Regulators do not accept non-transparent “black box” models developed for any aspect of risk exposure. For example, some AI approaches – typically based on machine learning techniques – have not yet received full acceptance by regulators even though they are successfully applied internally by banks. The resulting incentive towards model simplicity bears however some risks: 1) overly simplified models might not apply to the evaluation of some of the more complex modern financial products, creating an indirect and perhaps unintended barrier to financial innovation; 2) regulators and the public using overly simplified models might be left with inferior information about true risk exposures, including systemic risks. Additionally, while AI and machine learning tools hold the potential to improve risk management, they remain untested at addressing risk under shifting financial conditions because they have been only recently deployed.
A serious investment into transparent, interpretable and explainable AI in Finance is therefore urgently needed. Such research would encourage regulators to consider and apply more advanced AI-based models. Consequently, explainable artificial intelligence (XAI) is an emergent and very important research area. It not only aims at providing a rationale for model selection but also creates stability in model formulation, an important requirement for trust in models (Došilović et al. 2018, Biran et al. 2018).
Description of the Challenge (Main Aim)
Regulators need to ensure the transparency of rules and criteria used to judge the admissibility of decision algorithms employed by financial institutions, to avoid possible negative impact on the industry such as discrimination among market players. Thus, it is important that regulators and policy-makers have conceptual tools and research at their disposals to make quick and motivated decisions on how to regulate the use of data science techniques.
Additionally, while AI and ML tools hold potential to improve risk management, their recent deployment means that they remain untested at addressing risk under shifting financial conditions. Moreover, for more novel asset classes such as those comprising exposure to crypto-assets, the lack of long time series compounds the difficulty of understanding how a given model performs. Thus, it is important to develop methodologies to make inferences on model performance in unstable environments and in the absence of long time series (e.g., along the lines of Athey and Kuang (2018)).
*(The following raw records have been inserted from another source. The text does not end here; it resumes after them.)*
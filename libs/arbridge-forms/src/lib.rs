//! Form backend capability for the integration gateway.
//!
//! Modules delegate their create/get/update/delete/search effects to a
//! [`FormHandler`], the abstract surface of the external ticketing system.
//! The gateway core never implements this capability itself; this crate
//! provides the contract plus [`InMemoryFormStore`], the consistent
//! reference backend used by the bundled modules and by tests.

#![forbid(unsafe_code)]
#![deny(rust_2018_idioms)]

pub mod error;
pub mod handler;
pub mod memory;

pub use error::FormError;
pub use handler::{FieldMap, FormHandler};
pub use memory::InMemoryFormStore;
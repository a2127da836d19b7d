//! Boundary API layers.

pub mod rest;
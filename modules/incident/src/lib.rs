//! Incident handler for the integration gateway.
//!
//! Translates canonical incident fields to the `HPD:Help Desk` form layout
//! and back, and delegates the actual effects to a
//! [`arbridge_forms::FormHandler`].

#![forbid(unsafe_code)]
#![deny(rust_2018_idioms)]

pub mod module;

pub use module::IncidentModule;
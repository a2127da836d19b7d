//! REST handlers over the dispatch orchestrator.

use std::collections::BTreeMap;
use std::sync::Arc;

use axum::extract::{Path, Query, State};
use axum::http::StatusCode;
use axum::response::{IntoResponse, Json, Response};
use serde_json::Value;

use arbridge_core::{FieldMap, GenericResponse, ModuleService, Status};

use super::dto::{ApiResponse, ModuleListResponse};
use super::error::ApiError;

/// Maps a module outcome to the HTTP code for the envelope.
///
/// FAILED is a domain failure the client can act on; ERROR is a handler
/// fault.
fn respond(response: GenericResponse, success_code: StatusCode) -> Response {
    let code = match response.status() {
        Status::Success => success_code,
        Status::Failed => StatusCode::UNPROCESSABLE_ENTITY,
        Status::Error => StatusCode::INTERNAL_SERVER_ERROR,
    };
    (code, Json(ApiResponse::from(response))).into_response()
}

pub async fn list_modules(State(service): State<Arc<ModuleService>>) -> Json<ModuleListResponse> {
    let modules = service.module_types();
    let count = modules.len();
    Json(ModuleListResponse { modules, count })
}

pub async fn create_entry(
    State(service): State<Arc<ModuleService>>,
    Path(module_type): Path<String>,
    Json(data): Json<FieldMap>,
) -> Result<Response, ApiError> {
    let response = service.create_entry(&module_type, data).await?;
    Ok(respond(response, StatusCode::CREATED))
}

pub async fn get_entry(
    State(service): State<Arc<ModuleService>>,
    Path((module_type, entry_id)): Path<(String, String)>,
) -> Result<Response, ApiError> {
    let response = service.get_entry(&module_type, &entry_id).await?;
    Ok(respond(response, StatusCode::OK))
}

pub async fn update_entry(
    State(service): State<Arc<ModuleService>>,
    Path((module_type, entry_id)): Path<(String, String)>,
    Json(data): Json<FieldMap>,
) -> Result<Response, ApiError> {
    let response = service.update_entry(&module_type, &entry_id, data).await?;
    Ok(respond(response, StatusCode::OK))
}

/// Search with criteria from the query string. Every query parameter is a
/// canonical field name matched for equality; no parameters means "all
/// entries".
pub async fn search_entries(
    State(service): State<Arc<ModuleService>>,
    Path(module_type): Path<String>,
    Query(params): Query<BTreeMap<String, String>>,
) -> Result<Response, ApiError> {
    let criteria: FieldMap = params
        .into_iter()
        .map(|(k, v)| (k, Value::String(v)))
        .collect();
    let response = service.search_entries(&module_type, criteria).await?;
    Ok(respond(response, StatusCode::OK))
}

/// Creates a batch of entries in one call.
///
/// Items are processed in order and independently: one invalid item does
/// not abort the rest. The reply carries one envelope per item.
pub async fn batch_create(
    State(service): State<Arc<ModuleService>>,
    Path(module_type): Path<String>,
    Json(items): Json<Vec<FieldMap>>,
) -> Result<Response, ApiError> {
    if !service.module_exists(&module_type) {
        return Err(ApiError(arbridge_core::GatewayError::ModuleNotFound(
            module_type,
        )));
    }

    let mut results = Vec::with_capacity(items.len());
    let mut succeeded = 0usize;
    for item in items {
        let envelope = match service.create_entry(&module_type, item).await {
            Ok(response) => {
                if response.status() == Status::Success {
                    succeeded += 1;
                }
                ApiResponse::from(response)
            }
            Err(err) => {
                let mut data = FieldMap::new();
                if let Some(errors) = err.validation_errors() {
                    data.insert(
                        "errors".to_owned(),
                        Value::Array(errors.iter().cloned().map(Value::String).collect()),
                    );
                }
                ApiResponse::boundary_error(err.to_string(), data)
            }
        };
        results.push(envelope);
    }

    let body = serde_json::json!({
        "total": results.len(),
        "succeeded": succeeded,
        "results": results,
    });
    Ok((StatusCode::OK, Json(body)).into_response())
}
Another point of concern is that black-box models can (inadvertently or otherwise) introduce biases in decision making within the financial industry that can have important discriminatory effects, as stressed by Kusner, M.; Loftus, C.; Russell, C. and Silva, R. (2017). For example, credit scoring models might discriminate based on race and socio-cultural characteristics that might be correlated but not have any direct causal link to individuals’ creditworthiness.
Progress beyond the state-of-the-art
With regard to all three challenges faced by WG2, key insight will come from research on the nexus between causality and prediction, which is currently being explored in pioneering literature at the cross-roads of econometrics and data science, such as the work of Victor Chernozhukov (e.g., Belloni et al. (2017)) and of Susan Athey and Guido Imbens (e.g., Athey (2017), Athey and Imbens (2019)). The Action will build on and expand this line of research, leveraging on the multidisciplinary nature of our network (economists and financial economists working alongside applied mathematicians, statisticians and computer scientists).
During this Action, our working group will develop prototypes to demonstrate the application of quantitative methods to improve transparency for the described “black box” models. The working group will also publish policy papers to suggest new regulation and guidelines for industry. Our objective is to lower, to the extent possible, the barriers to use more advanced methods.
In addition, our work will also address the issues of limited data and small-sample problems that arise in situations when the events of interest occur infrequently (e.g., defaults, fraud, etc.), providing solutions that will augment existing methods used in the financial industry. The WG will employ methods drawn from econometrics and statistics to transparently quantify and, to the extent possible, alleviate the impact of this problem on inference and prediction for financial decision making. This can be done, for example, by explicitly modelling the probability of data unavailability (e.g., using penalized logistic regressions and/or censored regressions), or by using estimation methods that allow for missing data (unbalanced panel data models).
The main objectives of the working group are
- The development of conceptual and methodological tools for establishing when black-box models are admissible and, to the extent possible, making them more transparent and/or replacing them with interpretable and explainable models. This will require (i) the classification of algorithms from a range of disciplinary domains (especially ML, Econometrics) according to the predictability of the variables being modelled/forecast, (ii) the identification of methods for mapping results of black-box models to explainable and interpretable ones, at least ex-post, (iii) a better understanding of the conceptual and empirical nexus between identification of causality within models and the interpretability/explainability of the models.
- Establishing working relationships with regulators and practitioners’ communities, to receive essential input on how to pursue the previous objective and to share the results of the investigation.